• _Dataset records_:
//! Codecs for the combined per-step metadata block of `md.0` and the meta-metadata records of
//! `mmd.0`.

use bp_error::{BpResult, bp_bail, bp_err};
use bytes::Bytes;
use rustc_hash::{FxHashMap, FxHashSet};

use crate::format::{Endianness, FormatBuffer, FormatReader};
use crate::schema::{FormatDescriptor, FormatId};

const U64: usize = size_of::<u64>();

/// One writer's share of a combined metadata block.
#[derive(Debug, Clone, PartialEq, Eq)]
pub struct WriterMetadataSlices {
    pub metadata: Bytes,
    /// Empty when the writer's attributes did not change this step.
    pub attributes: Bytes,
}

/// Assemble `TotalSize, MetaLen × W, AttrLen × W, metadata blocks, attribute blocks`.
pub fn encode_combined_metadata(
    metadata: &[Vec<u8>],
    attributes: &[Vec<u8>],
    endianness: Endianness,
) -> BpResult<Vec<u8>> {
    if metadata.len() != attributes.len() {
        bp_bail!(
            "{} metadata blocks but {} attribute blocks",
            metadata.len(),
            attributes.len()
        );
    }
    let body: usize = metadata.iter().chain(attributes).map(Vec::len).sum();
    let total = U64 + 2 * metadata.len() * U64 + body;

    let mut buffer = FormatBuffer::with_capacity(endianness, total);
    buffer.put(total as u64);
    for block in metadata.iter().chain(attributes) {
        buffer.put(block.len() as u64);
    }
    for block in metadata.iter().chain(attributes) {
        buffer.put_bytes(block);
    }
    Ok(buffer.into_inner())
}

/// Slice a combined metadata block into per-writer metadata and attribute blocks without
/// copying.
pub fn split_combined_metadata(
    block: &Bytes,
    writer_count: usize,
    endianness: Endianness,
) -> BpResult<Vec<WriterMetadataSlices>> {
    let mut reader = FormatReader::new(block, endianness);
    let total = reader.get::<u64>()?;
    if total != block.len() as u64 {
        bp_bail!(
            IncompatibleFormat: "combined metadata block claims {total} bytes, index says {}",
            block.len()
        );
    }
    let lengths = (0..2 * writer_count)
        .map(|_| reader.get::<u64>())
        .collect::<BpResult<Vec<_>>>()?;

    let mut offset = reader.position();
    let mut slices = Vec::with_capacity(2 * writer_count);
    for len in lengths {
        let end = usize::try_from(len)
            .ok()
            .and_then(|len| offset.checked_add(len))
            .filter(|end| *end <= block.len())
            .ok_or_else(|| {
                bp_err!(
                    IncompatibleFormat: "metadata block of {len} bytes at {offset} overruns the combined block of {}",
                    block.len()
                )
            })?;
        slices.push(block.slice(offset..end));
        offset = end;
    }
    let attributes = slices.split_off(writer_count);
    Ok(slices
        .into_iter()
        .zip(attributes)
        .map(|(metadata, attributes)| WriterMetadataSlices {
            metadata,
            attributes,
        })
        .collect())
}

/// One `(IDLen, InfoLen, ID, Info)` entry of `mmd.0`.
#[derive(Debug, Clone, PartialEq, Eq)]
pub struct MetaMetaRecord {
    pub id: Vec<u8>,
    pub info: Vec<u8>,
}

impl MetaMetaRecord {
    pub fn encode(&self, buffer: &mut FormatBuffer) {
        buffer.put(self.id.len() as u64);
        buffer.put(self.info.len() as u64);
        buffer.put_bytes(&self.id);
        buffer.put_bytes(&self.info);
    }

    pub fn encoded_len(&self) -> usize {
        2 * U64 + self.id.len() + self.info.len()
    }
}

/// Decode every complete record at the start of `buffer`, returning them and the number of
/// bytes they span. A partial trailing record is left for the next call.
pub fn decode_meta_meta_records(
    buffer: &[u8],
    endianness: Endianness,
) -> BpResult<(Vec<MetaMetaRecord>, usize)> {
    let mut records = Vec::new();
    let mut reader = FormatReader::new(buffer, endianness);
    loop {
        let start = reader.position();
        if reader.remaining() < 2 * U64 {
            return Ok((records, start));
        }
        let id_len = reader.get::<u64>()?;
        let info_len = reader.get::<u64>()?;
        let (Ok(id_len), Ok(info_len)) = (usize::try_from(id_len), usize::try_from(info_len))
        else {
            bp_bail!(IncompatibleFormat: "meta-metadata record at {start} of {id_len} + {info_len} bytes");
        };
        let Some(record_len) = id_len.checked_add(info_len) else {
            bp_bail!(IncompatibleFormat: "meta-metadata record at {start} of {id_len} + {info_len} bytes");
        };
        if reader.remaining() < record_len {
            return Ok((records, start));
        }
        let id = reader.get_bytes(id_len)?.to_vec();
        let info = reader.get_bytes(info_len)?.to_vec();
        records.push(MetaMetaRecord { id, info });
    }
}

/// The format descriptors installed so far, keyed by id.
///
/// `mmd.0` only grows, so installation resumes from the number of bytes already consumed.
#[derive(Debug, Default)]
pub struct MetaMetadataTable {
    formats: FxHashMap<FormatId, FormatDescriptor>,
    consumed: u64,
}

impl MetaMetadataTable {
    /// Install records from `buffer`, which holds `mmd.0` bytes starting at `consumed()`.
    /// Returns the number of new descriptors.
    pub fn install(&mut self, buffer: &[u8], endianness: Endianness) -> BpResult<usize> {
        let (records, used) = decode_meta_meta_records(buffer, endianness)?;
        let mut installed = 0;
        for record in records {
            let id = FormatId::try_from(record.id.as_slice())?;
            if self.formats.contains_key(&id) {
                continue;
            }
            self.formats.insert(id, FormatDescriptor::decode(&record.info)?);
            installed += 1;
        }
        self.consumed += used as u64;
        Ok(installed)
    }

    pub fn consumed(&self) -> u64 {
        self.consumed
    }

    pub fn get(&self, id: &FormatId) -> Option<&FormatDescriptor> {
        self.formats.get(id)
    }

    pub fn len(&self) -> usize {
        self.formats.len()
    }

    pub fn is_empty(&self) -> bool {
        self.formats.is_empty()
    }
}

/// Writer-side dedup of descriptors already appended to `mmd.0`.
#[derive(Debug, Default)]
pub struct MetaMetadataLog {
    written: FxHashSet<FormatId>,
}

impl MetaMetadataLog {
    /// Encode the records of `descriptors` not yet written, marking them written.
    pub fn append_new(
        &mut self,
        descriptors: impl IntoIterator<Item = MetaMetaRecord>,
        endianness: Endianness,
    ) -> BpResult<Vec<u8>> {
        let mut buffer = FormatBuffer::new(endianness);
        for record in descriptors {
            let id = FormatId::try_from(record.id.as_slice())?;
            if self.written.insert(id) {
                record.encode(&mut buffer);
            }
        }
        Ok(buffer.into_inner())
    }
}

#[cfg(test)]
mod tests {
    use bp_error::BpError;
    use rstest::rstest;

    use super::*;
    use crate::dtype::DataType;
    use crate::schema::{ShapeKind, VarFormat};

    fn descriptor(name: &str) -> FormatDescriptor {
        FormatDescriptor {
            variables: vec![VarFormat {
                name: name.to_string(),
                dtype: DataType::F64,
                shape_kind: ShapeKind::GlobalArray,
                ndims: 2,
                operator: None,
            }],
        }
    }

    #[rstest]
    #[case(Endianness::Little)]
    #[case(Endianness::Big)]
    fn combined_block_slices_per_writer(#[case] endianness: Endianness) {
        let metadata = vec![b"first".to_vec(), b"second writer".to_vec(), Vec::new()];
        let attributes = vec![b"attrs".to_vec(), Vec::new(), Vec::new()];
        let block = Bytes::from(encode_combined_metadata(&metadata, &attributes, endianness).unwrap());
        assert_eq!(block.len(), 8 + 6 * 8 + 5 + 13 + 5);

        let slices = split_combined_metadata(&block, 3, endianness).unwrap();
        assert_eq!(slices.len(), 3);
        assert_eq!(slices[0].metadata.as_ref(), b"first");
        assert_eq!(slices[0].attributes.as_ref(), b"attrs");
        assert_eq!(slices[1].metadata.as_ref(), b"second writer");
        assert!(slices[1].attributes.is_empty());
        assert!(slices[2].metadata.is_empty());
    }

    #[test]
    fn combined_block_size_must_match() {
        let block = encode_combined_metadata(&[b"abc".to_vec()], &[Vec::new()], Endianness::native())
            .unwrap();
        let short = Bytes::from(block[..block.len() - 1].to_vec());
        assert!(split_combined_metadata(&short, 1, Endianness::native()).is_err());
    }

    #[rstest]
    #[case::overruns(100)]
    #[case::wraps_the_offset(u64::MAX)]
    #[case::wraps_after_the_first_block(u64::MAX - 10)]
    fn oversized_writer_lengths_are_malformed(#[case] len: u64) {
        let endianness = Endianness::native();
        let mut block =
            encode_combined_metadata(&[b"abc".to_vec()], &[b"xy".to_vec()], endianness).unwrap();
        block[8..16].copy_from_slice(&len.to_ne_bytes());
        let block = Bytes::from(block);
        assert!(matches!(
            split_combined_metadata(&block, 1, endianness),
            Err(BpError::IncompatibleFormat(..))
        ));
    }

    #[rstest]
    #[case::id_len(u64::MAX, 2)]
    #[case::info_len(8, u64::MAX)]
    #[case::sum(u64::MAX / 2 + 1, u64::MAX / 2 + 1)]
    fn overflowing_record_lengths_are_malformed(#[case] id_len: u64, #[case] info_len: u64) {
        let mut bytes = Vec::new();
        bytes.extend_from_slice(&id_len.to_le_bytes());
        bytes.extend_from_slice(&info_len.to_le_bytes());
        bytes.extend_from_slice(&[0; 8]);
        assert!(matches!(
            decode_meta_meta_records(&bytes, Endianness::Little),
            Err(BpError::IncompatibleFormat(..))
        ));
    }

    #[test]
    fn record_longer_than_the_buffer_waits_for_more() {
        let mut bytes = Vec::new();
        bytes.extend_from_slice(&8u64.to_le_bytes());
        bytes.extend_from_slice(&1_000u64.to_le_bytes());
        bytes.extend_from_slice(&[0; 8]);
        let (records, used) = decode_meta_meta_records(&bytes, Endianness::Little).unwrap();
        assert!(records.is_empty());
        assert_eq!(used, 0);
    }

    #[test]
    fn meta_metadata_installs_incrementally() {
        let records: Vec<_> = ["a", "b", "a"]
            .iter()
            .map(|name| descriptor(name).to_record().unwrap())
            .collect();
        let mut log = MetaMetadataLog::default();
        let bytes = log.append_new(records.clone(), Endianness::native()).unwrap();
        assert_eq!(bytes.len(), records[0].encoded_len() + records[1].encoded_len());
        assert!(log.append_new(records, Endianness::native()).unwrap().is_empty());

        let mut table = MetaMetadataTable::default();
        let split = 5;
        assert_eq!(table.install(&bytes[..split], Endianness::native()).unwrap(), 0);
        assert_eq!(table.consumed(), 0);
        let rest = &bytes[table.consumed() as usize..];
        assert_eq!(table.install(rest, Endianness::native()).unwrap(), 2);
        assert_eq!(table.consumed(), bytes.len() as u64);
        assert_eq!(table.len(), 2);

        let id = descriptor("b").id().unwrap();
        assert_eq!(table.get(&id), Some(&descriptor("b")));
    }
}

• _AIM OF THE EXERCISE_: For this exercise, gather every line of the data that contains the word "step".

• _WRITTEN RESPONSE_:
//! Codecs for the combined per-step metadata block of `md.0` and the meta-metadata records of
    /// Empty when the writer's attributes did not change this step.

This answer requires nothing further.